# TASK TO CARRY OUT
Copy each line of the records that contains the word "filename".

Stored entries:
++++

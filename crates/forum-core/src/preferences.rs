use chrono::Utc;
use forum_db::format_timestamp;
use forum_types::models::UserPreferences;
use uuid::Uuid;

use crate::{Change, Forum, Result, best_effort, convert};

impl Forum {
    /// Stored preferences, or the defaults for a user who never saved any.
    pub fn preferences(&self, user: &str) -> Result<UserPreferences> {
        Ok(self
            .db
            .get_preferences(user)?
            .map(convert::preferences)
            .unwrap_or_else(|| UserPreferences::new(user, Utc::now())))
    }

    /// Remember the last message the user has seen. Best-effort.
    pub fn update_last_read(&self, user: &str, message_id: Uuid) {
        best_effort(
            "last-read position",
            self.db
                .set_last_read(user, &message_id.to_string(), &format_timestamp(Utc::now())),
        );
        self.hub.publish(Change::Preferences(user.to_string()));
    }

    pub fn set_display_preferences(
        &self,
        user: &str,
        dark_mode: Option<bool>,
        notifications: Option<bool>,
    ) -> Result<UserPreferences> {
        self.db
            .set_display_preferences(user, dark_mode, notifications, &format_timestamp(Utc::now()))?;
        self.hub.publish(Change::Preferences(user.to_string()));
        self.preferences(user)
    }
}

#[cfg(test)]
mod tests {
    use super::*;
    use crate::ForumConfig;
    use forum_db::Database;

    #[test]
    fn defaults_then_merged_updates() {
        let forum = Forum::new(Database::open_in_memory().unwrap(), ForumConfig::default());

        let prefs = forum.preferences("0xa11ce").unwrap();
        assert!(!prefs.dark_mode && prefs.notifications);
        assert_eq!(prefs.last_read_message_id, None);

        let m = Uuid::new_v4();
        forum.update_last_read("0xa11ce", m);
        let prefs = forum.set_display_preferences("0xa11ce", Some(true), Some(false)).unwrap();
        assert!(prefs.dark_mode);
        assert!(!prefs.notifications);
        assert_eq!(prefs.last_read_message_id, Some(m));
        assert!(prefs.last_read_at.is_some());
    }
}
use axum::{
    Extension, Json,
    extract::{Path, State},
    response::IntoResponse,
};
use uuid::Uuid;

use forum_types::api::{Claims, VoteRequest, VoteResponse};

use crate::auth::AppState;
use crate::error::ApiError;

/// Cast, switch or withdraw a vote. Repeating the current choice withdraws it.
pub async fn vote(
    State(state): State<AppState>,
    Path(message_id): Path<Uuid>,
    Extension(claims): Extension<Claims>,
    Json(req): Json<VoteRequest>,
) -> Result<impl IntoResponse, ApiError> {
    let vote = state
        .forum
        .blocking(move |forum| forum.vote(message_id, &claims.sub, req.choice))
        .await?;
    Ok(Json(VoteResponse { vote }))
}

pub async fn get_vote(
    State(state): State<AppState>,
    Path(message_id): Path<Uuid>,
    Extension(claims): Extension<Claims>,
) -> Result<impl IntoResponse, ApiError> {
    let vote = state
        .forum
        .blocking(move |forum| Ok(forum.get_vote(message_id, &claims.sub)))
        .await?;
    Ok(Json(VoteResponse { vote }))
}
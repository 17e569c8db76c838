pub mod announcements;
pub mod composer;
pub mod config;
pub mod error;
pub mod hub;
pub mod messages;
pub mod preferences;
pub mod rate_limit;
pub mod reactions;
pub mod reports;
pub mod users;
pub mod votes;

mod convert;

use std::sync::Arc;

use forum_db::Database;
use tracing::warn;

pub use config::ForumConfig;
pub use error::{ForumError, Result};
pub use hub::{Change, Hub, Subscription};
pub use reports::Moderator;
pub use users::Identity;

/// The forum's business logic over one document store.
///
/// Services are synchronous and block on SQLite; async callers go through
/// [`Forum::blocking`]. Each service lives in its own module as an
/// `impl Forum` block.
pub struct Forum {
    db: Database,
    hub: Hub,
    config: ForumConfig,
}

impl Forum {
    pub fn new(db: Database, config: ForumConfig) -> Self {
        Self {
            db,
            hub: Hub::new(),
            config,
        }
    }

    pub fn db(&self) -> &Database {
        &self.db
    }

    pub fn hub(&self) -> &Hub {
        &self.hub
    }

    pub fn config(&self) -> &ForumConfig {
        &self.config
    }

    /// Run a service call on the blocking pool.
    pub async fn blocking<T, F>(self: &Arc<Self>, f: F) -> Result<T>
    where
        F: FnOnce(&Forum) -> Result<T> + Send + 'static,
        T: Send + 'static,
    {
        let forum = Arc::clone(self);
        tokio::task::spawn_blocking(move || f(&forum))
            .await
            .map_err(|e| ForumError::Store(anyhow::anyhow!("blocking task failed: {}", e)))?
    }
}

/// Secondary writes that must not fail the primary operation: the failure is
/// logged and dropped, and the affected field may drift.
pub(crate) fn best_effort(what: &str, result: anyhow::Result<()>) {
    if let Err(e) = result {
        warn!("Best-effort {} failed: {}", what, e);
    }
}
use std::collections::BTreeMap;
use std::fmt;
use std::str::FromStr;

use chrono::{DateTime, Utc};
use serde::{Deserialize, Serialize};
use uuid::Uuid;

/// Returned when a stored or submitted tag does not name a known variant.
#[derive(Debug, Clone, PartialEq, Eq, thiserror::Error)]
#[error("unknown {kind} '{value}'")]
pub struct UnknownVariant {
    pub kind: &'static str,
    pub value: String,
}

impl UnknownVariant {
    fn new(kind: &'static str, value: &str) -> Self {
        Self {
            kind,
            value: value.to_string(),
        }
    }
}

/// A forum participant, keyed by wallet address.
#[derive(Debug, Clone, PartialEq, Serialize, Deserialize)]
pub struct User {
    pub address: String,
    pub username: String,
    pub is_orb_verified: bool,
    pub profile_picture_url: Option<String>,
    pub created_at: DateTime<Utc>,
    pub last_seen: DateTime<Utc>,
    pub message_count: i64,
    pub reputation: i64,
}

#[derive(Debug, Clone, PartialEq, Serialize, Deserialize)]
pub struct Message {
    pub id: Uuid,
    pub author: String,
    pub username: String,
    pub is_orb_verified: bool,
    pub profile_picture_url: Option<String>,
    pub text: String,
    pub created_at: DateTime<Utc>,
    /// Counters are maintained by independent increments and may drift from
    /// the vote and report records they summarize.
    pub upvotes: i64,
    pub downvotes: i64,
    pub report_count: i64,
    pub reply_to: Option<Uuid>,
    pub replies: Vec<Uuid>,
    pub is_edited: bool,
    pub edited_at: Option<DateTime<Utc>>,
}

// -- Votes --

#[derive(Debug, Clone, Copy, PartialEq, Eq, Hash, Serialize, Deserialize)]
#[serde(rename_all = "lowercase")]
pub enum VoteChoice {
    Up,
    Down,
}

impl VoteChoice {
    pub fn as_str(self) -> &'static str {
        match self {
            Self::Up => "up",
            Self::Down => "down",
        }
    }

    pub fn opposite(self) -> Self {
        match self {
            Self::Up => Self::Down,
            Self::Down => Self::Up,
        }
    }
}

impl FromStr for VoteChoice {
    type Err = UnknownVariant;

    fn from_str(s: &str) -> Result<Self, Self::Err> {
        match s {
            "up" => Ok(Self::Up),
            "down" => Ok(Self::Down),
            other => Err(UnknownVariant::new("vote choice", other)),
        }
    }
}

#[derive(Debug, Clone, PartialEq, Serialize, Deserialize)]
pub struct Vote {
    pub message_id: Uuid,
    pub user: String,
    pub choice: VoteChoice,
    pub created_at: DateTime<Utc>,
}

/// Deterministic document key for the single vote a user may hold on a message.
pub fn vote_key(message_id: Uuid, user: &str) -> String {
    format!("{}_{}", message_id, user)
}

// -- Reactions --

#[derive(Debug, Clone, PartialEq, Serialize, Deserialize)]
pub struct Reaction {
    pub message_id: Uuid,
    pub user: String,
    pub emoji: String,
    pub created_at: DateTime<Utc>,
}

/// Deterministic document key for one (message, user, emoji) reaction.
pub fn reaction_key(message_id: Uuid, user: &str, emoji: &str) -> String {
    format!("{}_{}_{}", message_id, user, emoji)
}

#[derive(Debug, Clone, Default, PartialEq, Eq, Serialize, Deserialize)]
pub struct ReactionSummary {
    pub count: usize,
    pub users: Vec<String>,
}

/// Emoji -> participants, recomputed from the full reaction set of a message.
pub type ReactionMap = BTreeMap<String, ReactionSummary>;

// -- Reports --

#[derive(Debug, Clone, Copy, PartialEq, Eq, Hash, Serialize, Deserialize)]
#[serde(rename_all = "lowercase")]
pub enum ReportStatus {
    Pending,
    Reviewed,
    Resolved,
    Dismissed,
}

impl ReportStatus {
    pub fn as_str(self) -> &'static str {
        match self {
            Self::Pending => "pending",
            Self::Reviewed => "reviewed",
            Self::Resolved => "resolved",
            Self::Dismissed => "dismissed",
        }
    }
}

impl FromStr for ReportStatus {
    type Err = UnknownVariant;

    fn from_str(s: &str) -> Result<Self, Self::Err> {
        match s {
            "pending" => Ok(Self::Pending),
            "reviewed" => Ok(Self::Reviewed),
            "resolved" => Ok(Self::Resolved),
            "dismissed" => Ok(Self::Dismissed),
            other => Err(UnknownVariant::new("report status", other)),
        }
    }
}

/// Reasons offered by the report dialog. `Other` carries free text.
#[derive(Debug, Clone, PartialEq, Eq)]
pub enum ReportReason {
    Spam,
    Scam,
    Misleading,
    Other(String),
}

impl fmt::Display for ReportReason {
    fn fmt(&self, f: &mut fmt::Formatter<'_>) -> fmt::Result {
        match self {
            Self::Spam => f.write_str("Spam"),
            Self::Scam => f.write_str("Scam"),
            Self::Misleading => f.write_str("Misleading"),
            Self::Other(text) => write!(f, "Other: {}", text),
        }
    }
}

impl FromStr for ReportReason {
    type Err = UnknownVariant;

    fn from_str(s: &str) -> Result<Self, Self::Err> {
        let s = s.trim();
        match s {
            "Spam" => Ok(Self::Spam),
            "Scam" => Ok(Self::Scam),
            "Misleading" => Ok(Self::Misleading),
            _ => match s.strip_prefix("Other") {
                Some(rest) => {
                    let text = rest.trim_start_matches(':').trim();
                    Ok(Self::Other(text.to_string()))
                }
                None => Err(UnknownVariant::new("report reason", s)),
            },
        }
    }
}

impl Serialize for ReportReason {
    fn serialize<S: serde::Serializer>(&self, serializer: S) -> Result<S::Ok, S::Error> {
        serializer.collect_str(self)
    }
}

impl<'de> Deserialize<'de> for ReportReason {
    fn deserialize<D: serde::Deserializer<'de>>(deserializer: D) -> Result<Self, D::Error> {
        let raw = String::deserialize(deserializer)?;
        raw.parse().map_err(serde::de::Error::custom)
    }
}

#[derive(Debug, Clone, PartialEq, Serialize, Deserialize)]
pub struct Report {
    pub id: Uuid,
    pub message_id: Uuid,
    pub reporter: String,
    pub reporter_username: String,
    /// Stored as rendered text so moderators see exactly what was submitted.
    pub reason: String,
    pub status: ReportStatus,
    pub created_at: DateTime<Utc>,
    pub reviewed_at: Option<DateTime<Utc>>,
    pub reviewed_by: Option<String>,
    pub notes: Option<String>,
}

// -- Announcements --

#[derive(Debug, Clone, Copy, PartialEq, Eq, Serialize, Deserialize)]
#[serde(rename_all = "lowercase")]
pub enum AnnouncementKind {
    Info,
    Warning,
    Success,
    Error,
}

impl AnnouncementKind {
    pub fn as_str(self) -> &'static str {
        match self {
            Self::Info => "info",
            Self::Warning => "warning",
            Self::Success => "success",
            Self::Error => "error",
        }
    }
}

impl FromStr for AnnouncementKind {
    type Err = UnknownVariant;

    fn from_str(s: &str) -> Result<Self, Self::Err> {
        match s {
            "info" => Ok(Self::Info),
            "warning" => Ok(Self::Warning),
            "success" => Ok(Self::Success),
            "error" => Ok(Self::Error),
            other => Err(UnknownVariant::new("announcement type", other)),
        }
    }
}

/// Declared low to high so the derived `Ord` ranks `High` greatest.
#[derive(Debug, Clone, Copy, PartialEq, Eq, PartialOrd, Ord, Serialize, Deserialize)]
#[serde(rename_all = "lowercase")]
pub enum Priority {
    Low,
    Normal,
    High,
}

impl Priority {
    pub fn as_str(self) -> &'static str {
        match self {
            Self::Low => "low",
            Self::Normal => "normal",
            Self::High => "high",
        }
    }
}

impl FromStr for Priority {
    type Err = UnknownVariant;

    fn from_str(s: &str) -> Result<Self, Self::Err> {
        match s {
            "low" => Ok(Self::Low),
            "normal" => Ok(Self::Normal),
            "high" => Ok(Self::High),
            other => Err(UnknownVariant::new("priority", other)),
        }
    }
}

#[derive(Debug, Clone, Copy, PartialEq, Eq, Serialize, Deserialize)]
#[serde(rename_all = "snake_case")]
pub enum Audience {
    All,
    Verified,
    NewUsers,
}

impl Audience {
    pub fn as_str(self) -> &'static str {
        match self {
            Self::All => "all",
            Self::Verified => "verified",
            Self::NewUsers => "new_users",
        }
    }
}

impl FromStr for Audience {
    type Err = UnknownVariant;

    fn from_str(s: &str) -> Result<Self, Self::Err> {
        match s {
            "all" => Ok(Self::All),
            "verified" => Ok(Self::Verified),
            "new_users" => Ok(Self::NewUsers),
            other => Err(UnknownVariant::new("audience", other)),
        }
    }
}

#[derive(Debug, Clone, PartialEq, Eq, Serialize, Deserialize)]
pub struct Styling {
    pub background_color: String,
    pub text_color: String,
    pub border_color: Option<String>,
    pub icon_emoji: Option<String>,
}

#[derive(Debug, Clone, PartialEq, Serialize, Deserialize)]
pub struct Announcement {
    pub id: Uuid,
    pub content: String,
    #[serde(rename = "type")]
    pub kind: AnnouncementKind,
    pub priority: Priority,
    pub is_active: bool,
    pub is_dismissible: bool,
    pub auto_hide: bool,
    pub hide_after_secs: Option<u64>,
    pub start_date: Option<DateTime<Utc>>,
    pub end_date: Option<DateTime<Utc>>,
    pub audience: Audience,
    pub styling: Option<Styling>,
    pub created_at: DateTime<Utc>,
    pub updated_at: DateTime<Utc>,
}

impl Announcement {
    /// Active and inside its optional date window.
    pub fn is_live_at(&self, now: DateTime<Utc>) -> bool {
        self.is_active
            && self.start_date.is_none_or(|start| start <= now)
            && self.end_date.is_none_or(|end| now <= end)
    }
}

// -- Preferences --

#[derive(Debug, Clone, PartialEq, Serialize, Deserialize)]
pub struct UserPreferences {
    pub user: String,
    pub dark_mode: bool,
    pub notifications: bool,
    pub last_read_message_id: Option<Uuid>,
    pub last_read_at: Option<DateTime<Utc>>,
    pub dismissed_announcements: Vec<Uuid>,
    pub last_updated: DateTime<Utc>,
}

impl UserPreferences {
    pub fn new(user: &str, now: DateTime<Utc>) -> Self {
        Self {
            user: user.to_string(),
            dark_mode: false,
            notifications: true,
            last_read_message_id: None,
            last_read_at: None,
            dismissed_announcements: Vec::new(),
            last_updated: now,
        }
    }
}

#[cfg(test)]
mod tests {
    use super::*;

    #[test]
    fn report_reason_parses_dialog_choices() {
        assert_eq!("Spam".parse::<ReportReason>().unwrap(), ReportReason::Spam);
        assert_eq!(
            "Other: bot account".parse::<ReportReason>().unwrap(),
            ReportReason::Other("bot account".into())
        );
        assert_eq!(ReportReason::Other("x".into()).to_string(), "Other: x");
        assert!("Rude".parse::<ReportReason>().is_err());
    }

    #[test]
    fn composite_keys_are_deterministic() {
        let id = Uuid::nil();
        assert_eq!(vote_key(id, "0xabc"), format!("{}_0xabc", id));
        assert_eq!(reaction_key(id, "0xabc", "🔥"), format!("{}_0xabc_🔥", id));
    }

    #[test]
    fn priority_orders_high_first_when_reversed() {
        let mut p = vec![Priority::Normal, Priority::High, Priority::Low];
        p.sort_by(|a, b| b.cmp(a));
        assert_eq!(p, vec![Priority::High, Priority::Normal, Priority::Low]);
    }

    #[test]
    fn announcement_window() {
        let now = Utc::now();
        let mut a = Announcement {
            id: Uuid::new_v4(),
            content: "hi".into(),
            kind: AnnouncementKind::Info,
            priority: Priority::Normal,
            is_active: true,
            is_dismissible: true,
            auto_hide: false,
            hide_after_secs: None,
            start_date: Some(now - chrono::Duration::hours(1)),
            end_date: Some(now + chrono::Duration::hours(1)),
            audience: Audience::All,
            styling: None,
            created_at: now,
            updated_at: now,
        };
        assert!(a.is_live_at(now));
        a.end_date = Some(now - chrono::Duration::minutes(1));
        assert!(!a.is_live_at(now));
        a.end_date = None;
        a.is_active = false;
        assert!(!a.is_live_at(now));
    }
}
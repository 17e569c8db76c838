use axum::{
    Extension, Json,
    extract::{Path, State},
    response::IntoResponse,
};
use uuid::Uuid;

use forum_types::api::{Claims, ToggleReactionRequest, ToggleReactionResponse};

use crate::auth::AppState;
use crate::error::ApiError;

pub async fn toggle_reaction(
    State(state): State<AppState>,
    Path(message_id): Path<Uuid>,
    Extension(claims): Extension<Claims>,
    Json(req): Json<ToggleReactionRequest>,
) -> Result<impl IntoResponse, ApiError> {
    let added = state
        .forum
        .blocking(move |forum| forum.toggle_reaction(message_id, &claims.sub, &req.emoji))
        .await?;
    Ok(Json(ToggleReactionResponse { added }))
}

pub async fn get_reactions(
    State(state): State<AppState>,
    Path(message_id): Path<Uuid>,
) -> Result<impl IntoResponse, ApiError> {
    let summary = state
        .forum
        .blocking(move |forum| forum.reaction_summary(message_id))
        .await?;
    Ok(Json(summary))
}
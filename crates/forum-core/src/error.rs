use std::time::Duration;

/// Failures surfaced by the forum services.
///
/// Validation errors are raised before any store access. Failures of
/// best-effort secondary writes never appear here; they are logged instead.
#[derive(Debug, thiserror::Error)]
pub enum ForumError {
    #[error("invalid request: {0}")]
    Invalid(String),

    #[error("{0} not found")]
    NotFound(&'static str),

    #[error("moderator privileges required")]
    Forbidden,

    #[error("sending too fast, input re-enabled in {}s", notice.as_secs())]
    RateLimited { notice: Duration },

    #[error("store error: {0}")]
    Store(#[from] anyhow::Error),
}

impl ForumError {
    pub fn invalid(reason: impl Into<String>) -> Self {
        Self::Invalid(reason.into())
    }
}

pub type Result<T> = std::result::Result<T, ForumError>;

++++

# PROBLEM SOLUTION
filename crates/forum-core/src/preferences.rs
filename crates/forum-core/src/error.rs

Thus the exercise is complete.